この「王道」もまた作品世界にとっては今までのそれを覆すものであり、未来を切り開く者としての新たな可能性を示すものですね。そういえば2期の舞台である英国は絶対王政の国家ですから、平行線としての両陣営の対比に期待が持てるかもです。

今までの体制とは違う新たな在り方ということで、正純の政治家としての素質に関する描写も気になりました。あの辺の彼女の父、正信たちの会話はアニメではカットされてるんですよね。正信は正純には自分たちのような暫定議会としての政治家の資質はないと指摘しつつも、その一方で王に正当性を与える「宰相」としての才能を見出しました。これもまた、今までの武蔵には必要のなかった才能であり、現状打破のための新たな力として描かれていると思います。

「王道」の話に戻ります。ここではトーリを武蔵の王として語ってきましたが、元々の王であるヨシナオもまた間違いなく武蔵の王なんですね。彼はトーリたちと比べればずっと保守的ではあるけど、常に彼なりに民のためを思って行動してきた。
彼の性質として、すべてを自分ひとりで背負いすぎるというものがありますね。これは「全力の他人任せ」であるトーリとは対照的で、平行線です。
しかし、武蔵の権限の半分をトーリたちに委譲するという彼の決断がなければあの場での正当性は得られなかった。彼の王道もまた、保守的であるがゆえに武蔵に必要だったし、革新性だけが取り立たされているわけではないのです。
そもそも平行線の物語ですから、どちらか一方だけを持ち上げ他方を否定する物語展開にはできない構造になってますね。この縛りで物語を組むってめちゃくちゃ大変な気がしますが、この点を徹底していける自信があるのでしょう。

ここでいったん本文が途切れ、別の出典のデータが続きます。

//   Copyright (c) 2024-2026 Anton Kundenko <singaraiona@gmail.com>
//   All rights reserved.
//
//   Permission is hereby granted, free of charge, to any person obtaining a copy
//   of this software and associated documentation files (the "Software"), to deal
//   in the Software without restriction, including without limitation the rights
//   to use, copy, modify, merge, publish, distribute, sublicense, and/or sell
//   copies of the Software, and to permit persons to whom the Software is
//   furnished to do so, subject to the following conditions:
//
//   The above copyright notice and this permission notice shall be included in all
//   copies or substantial portions of the Software.
//
//   THE SOFTWARE IS PROVIDED "AS IS", WITHOUT WARRANTY OF ANY KIND, EXPRESS OR
//   IMPLIED, INCLUDING BUT NOT LIMITED TO THE WARRANTIES OF MERCHANTABILITY,
//   FITNESS FOR A PARTICULAR PURPOSE AND NONINFRINGEMENT. IN NO EVENT SHALL THE
//   AUTHORS OR COPYRIGHT HOLDERS BE LIABLE FOR ANY CLAIM, DAMAGES OR OTHER
//   LIABILITY, WHETHER IN AN ACTION OF CONTRACT, TORT OR OTHERWISE, ARISING FROM,
//   OUT OF OR IN CONNECTION WITH THE SOFTWARE OR THE USE OR OTHER DEALINGS IN THE
//   SOFTWARE.

//! Interactive SQLite console.
//!
//! The library holds everything except the terminal: the statement buffer,
//! meta-commands, completion, execution and result rendering. The `qt`
//! binary wires a [`Session`] to a line editor.

pub mod buffer;
pub mod commands;
pub mod completion;
pub mod config;
pub mod database;
pub mod dump;
pub mod error;
pub mod history;
pub mod import;
pub mod render;
pub mod session;
pub mod theme;

pub use config::Config;
pub use database::{Database, SharedDatabase};
pub use error::{Error, Result};
pub use history::HistoryFile;
pub use session::{Flow, Session};
pub use theme::Theme;
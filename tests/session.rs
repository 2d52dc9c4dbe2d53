//   Copyright (c) 2024-2026 Anton Kundenko <singaraiona@gmail.com>
//   All rights reserved.
//
//   Permission is hereby granted, free of charge, to any person obtaining a copy
//   of this software and associated documentation files (the "Software"), to deal
//   in the Software without restriction, including without limitation the rights
//   to use, copy, modify, merge, publish, distribute, sublicense, and/or sell
//   copies of the Software, and to permit persons to whom the Software is
//   furnished to do so, subject to the following conditions:
//
//   The above copyright notice and this permission notice shall be included in all
//   copies or substantial portions of the Software.
//
//   THE SOFTWARE IS PROVIDED "AS IS", WITHOUT WARRANTY OF ANY KIND, EXPRESS OR
//   IMPLIED, INCLUDING BUT NOT LIMITED TO THE WARRANTIES OF MERCHANTABILITY,
//   FITNESS FOR A PARTICULAR PURPOSE AND NONINFRINGEMENT. IN NO EVENT SHALL THE
//   AUTHORS OR COPYRIGHT HOLDERS BE LIABLE FOR ANY CLAIM, DAMAGES OR OTHER
//   LIABILITY, WHETHER IN AN ACTION OF CONTRACT, TORT OR OTHERWISE, ARISING FROM,
//   OUT OF OR IN CONNECTION WITH THE SOFTWARE OR THE USE OR OTHER DEALINGS IN THE
//   SOFTWARE.

//! End-to-end tests for the interactive session.
//!
//! Every test drives a `Session` writing into a `Vec<u8>`, feeding it lines
//! exactly as the terminal loop would, and checks the captured output.

use std::fs;

use query_terminal::database::lock_database;
use query_terminal::{Flow, HistoryFile, Session};
use tempfile::tempdir;

// ---------------------------------------------------------------------------
// Helpers
// ---------------------------------------------------------------------------

fn memory() -> Session<Vec<u8>> {
    Session::open(":memory:", Vec::new()).unwrap()
}

/// Take everything written so far.
fn drain(session: &mut Session<Vec<u8>>) -> String {
    String::from_utf8(std::mem::take(session.output_mut())).unwrap()
}

fn run(session: &mut Session<Vec<u8>>, lines: &[&str]) -> String {
    for line in lines {
        assert_eq!(session.handle_line(line), Flow::Continue, "{line}");
    }
    drain(session)
}

fn count(session: &Session<Vec<u8>>, table: &str) -> i64 {
    let db = session.database();
    let db = lock_database(&db);
    db.connection()
        .query_row(&format!("SELECT count(*) FROM {table}"), [], |r| r.get(0))
        .unwrap()
}

fn users(session: &mut Session<Vec<u8>>) {
    run(
        session,
        &[
            "CREATE TABLE users(id INTEGER, name TEXT);",
            "INSERT INTO users VALUES (1, 'Alice'), (2, 'Bob');",
        ],
    );
}

// ---------------------------------------------------------------------------
// Execution
// ---------------------------------------------------------------------------

#[test]
fn statements_without_columns_print_ok() {
    let mut s = memory();
    let out = run(
        &mut s,
        &[
            "CREATE TABLE users(id INTEGER, name TEXT);",
            "INSERT INTO users VALUES (1, 'Alice'), (2, 'Bob');",
        ],
    );
    assert_eq!(out, "OK\nOK\n");
}

#[test]
fn select_renders_a_table_without_ok() {
    let mut s = memory();
    users(&mut s);
    let out = run(&mut s, &["SELECT * FROM users;"]);
    assert_eq!(out, "id | name \n---+------\n1  | Alice\n2  | Bob  \n");
    assert!(!out.contains("OK"));
}

#[test]
fn sql_error_rolls_back_and_continues() {
    let mut s = memory();
    run(
        &mut s,
        &[
            "CREATE TABLE items(id INTEGER UNIQUE);",
            "INSERT INTO items VALUES (1);",
        ],
    );
    let out = run(&mut s, &["INSER INTO items VALUES (2);"]);
    assert!(out.starts_with("SQL error: "), "{out}");
    assert!(out.contains("INSER"));
    assert_eq!(count(&s, "items"), 1);

    let out = run(&mut s, &["INSERT INTO items VALUES (1);"]);
    assert!(out.starts_with("SQL error: "), "{out}");
    assert_eq!(count(&s, "items"), 1);
}

#[test]
fn failed_statement_inside_transaction_is_rolled_back() {
    let mut s = memory();
    run(
        &mut s,
        &[
            "CREATE TABLE items(id INTEGER UNIQUE);",
            "BEGIN;",
            "INSERT INTO items VALUES (1);",
        ],
    );
    let out = run(&mut s, &["INSERT INTO items VALUES (1);"]);
    assert!(out.starts_with("SQL error: "));
    assert_eq!(count(&s, "items"), 0);
    // No transaction left open.
    assert_eq!(run(&mut s, &["BEGIN;"]), "OK\n");
}

#[test]
fn timer_reports_after_success_and_failure() {
    let mut s = memory();
    assert_eq!(run(&mut s, &[".timer on"]), "Timer: on\n");
    assert!(s.timer());

    let out = run(&mut s, &["CREATE TABLE test(id INTEGER);"]);
    assert!(out.starts_with("OK\n(Time: "), "{out}");
    assert!(out.ends_with(" ms)\n"));

    let out = run(&mut s, &["SELECT nope FROM test;"]);
    assert!(out.starts_with("SQL error: "));
    assert!(out.contains("(Time: "));

    run(&mut s, &[".timer off"]);
    assert!(!run(&mut s, &["SELECT 1;"]).contains("(Time:"));
}

#[test]
fn timer_requires_on_or_off() {
    let mut s = memory();
    assert_eq!(run(&mut s, &[".timer"]), "Usage: .timer on|off\n");
    assert_eq!(run(&mut s, &[".timer maybe"]), "Usage: .timer on|off\n");
    assert!(!s.timer());
}

#[test]
fn empty_result_keeps_headers() {
    let mut s = memory();
    run(&mut s, &["CREATE TABLE data(x TEXT);"]);
    let out = run(&mut s, &["SELECT * FROM data;"]);
    assert_eq!(out, "x\n-\n(empty)\n");
}

#[test]
fn null_renders_blank_and_reals_keep_precision() {
    let mut s = memory();
    run(
        &mut s,
        &[
            "CREATE TABLE vals(id INTEGER, val REAL, txt TEXT);",
            "INSERT INTO vals VALUES (1, 3.14, 'pi');",
            "INSERT INTO vals VALUES (2, NULL, NULL);",
        ],
    );
    let out = run(&mut s, &["SELECT * FROM vals ORDER BY id;"]);
    assert_eq!(
        out,
        "id | val  | txt\n---+------+----\n1  | 3.14 | pi \n2  |      |    \n"
    );
}

#[test]
fn one_statement_per_submission() {
    let mut s = memory();
    run(&mut s, &["CREATE TABLE t(x);"]);
    let out = run(&mut s, &["INSERT INTO t VALUES (1); INSERT INTO t VALUES (2);"]);
    assert_eq!(out, "SQL error: You can only execute one statement at a time.\n");
    assert_eq!(count(&s, "t"), 0);

    // A trailing comment is not a second statement.
    assert_eq!(run(&mut s, &["INSERT INTO t VALUES (3); /* third */;"]), "OK\n");
    assert_eq!(count(&s, "t"), 1);
}

#[test]
fn comment_only_statement_is_ok() {
    let mut s = memory();
    assert_eq!(run(&mut s, &["-- just a note;"]), "OK\n");
    assert_eq!(run(&mut s, &["/* a note */;"]), "OK\n");
}

#[test]
fn bare_terminator_is_ok() {
    let mut s = memory();
    assert_eq!(run(&mut s, &[";"]), "OK\n");
}

// ---------------------------------------------------------------------------
// Buffering
// ---------------------------------------------------------------------------

#[test]
fn statements_span_lines_until_terminator() {
    let mut s = memory();
    assert_eq!(s.prompt(), ":memory:$ ");

    assert_eq!(s.handle_line("SELECT"), Flow::Continue);
    assert_eq!(s.prompt(), "... ");
    assert_eq!(s.handle_line(""), Flow::Continue);
    // A dot while continuing is SQL text.
    assert_eq!(s.handle_line(".5 + 1 AS x;"), Flow::Continue);
    assert_eq!(s.prompt(), ":memory:$ ");

    let out = drain(&mut s);
    assert_eq!(out, "x  \n---\n1.5\n");
}

#[test]
fn blank_lines_do_nothing() {
    let mut s = memory();
    assert_eq!(run(&mut s, &["", "   "]), "");
}

// ---------------------------------------------------------------------------
// Meta-commands
// ---------------------------------------------------------------------------

#[test]
fn unknown_command_points_at_help() {
    let mut s = memory();
    assert_eq!(run(&mut s, &[".nope"]), "Unknown command. Type .help\n");
    assert_eq!(run(&mut s, &[".TABLES"]), "Unknown command. Type .help\n");
}

#[test]
fn help_lists_commands() {
    let mut s = memory();
    let out = run(&mut s, &[".help"]);
    for name in [".open", ".tables", ".schema", ".dump", ".import", ".exit"] {
        assert!(out.contains(name), "{name} missing");
    }
}

#[test]
fn tables_lists_and_prints_relations() {
    let mut s = memory();
    assert_eq!(run(&mut s, &[".tables"]), "(no tables)\n");

    users(&mut s);
    run(&mut s, &["CREATE VIEW named AS SELECT name FROM users;"]);
    assert_eq!(run(&mut s, &[".tables"]), "named users\n");

    assert_eq!(
        run(&mut s, &[".tables named"]),
        "name \n-----\nAlice\nBob  \n"
    );
    assert_eq!(
        run(&mut s, &[".tables missing"]),
        "(no such table or view: missing)\n"
    );
}

#[test]
fn schema_prints_definitions() {
    let mut s = memory();
    assert_eq!(run(&mut s, &[".schema"]), "(empty schema)\n");

    run(
        &mut s,
        &[
            "CREATE TABLE users(id INTEGER, name TEXT);",
            "CREATE INDEX users_name ON users(name);",
        ],
    );
    assert_eq!(
        run(&mut s, &[".schema"]),
        "-- users_name\nCREATE INDEX users_name ON users(name);\n\n\
         -- users\nCREATE TABLE users(id INTEGER, name TEXT);\n\n"
    );
    assert_eq!(
        run(&mut s, &[".schema users"]),
        "CREATE TABLE users(id INTEGER, name TEXT);\n"
    );
    assert_eq!(run(&mut s, &[".schema nope"]), "(no such object: nope)\n");
}

#[test]
fn open_switches_database() {
    let dir = tempdir().unwrap();
    let path = dir.path().join("nested").join("app.db");
    let path = path.to_str().unwrap();

    let mut s = memory();
    users(&mut s);

    assert_eq!(run(&mut s, &[".open"]), "Usage: .open <path>\n");
    assert_eq!(run(&mut s, &[".open a b"]), "Usage: .open <path>\n");

    assert_eq!(run(&mut s, &[format!(".open {path}").as_str()]), format!("Opened {path}\n"));
    assert_eq!(s.prompt(), "app.db$ ");
    assert_eq!(run(&mut s, &[".tables"]), "(no tables)\n");
    run(&mut s, &["CREATE TABLE kept(x);"]);

    // A fresh session sees what the first one wrote.
    let mut again = Session::open(path, Vec::new()).unwrap();
    assert_eq!(run(&mut again, &[".tables"]), "kept\n");
}

#[test]
fn open_failure_keeps_current_database() {
    let dir = tempdir().unwrap();
    let mut s = memory();
    users(&mut s);

    // A directory cannot be opened as a database file.
    let out = run(&mut s, &[format!(".open {}", dir.path().display()).as_str()]);
    assert!(out.starts_with("Error: "), "{out}");
    assert_eq!(s.prompt(), ":memory:$ ");
    assert_eq!(count(&s, "users"), 2);
}

#[test]
fn import_creates_text_table() {
    let dir = tempdir().unwrap();
    let csv = dir.path().join("people.csv");
    fs::write(&csv, "a,b\n1,2\n3,4\n").unwrap();

    let mut s = memory();
    let out = run(&mut s, &[format!(".import {} t", csv.display()).as_str()]);
    assert_eq!(out, "Imported 2 rows into t\n");
    assert_eq!(count(&s, "t"), 2);

    let out = run(&mut s, &["SELECT typeof(a), b FROM t ORDER BY b;"]);
    assert_eq!(out, "typeof(a) | b\n----------+--\ntext      | 2\ntext      | 4\n");
}

#[test]
fn import_reports_bad_arguments_and_files() {
    let dir = tempdir().unwrap();
    let mut s = memory();

    assert_eq!(
        run(&mut s, &[".import only-one"]),
        "Usage: .import <csv> <table>\n"
    );

    let missing = dir.path().join("missing.csv");
    let out = run(&mut s, &[format!(".import {} t", missing.display()).as_str()]);
    assert!(
        out.starts_with(&format!("Error: cannot read {}: ", missing.display())),
        "{out}"
    );

    let ragged = dir.path().join("ragged.csv");
    fs::write(&ragged, "a,b\n1,2,3\n").unwrap();
    let out = run(&mut s, &[format!(".import {} t", ragged.display()).as_str()]);
    assert!(out.starts_with("Import failed: "), "{out}");
    assert_eq!(run(&mut s, &[".tables"]), "(no tables)\n");
}

#[test]
fn dump_rebuilds_the_database() {
    let mut s = memory();
    users(&mut s);
    run(
        &mut s,
        &[
            "CREATE TABLE notes(id INTEGER PRIMARY KEY AUTOINCREMENT, body TEXT);",
            "INSERT INTO notes(body) VALUES ('it''s'), (NULL);",
            "CREATE VIEW names AS SELECT name FROM users;",
        ],
    );
    let dumped = run(&mut s, &[".dump"]);
    assert!(dumped.starts_with("BEGIN TRANSACTION;\n"));
    assert!(dumped.ends_with("COMMIT;\n"));
    assert!(dumped.contains("INSERT INTO \"users\" VALUES(1,'Alice');"));

    let mut copy = memory();
    {
        let db = copy.database();
        let db = lock_database(&db);
        db.connection().execute_batch(&dumped).unwrap();
    }
    assert_eq!(run(&mut copy, &[".dump"]), dumped);
    assert_eq!(count(&copy, "notes"), 2);
}

// ---------------------------------------------------------------------------
// Lifecycle
// ---------------------------------------------------------------------------

#[test]
fn exit_saves_history_and_says_bye() {
    let dir = tempdir().unwrap();
    let path = dir.path().join("history");

    let mut s = memory().with_history(HistoryFile::load(&path, 100));
    run(&mut s, &[".tables", "SELECT 1", "AS one;"]);

    assert_eq!(s.handle_line(".exit"), Flow::Exit);
    assert_eq!(drain(&mut s), "Bye.\n");

    let saved = fs::read_to_string(&path).unwrap();
    assert_eq!(saved, ".tables\nSELECT 1 AS one;\n");
}

#[test]
fn quit_is_exit() {
    let mut s = memory();
    assert_eq!(s.handle_line(".quit"), Flow::Exit);
    assert_eq!(drain(&mut s), "Bye.\n");
}

#[test]
fn history_is_written_as_the_session_goes() {
    let dir = tempdir().unwrap();
    let path = dir.path().join("history");

    let mut s = memory().with_history(HistoryFile::load(&path, 2));
    run(&mut s, &["SELECT 1;", "SELECT 2;", "SELECT 3;"]);

    let reloaded = HistoryFile::load(&path, 10);
    assert_eq!(reloaded.entries(), &["SELECT 2;", "SELECT 3;"]);
}

#[test]
fn unwritable_history_does_not_disturb_the_session() {
    let dir = tempdir().unwrap();
    let mut s = memory().with_history(HistoryFile::load(dir.path(), 10));
    assert_eq!(run(&mut s, &["SELECT 1 AS n;"]), "n\n-\n1\n");
    s.shutdown();
    assert_eq!(drain(&mut s), "Bye.\n");
}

とまあ大小様々な、それこそ私だってまだまだ気付いていないテーマがあって、それらが根底に流れている作品だからこその骨太なストーリーが楽しめる作品なわけです。
今後の展開で気になる点としては、武蔵のもう一人の王であるホライゾンが感情を取り戻していくにつれまた違った王としての在り方を示してくれるんじゃないか、という所ですね。設定的に、話が進むにつれ彼女のキャラは確立していくわけですから最も成長が期待できるキャラクターと言えるでしょう。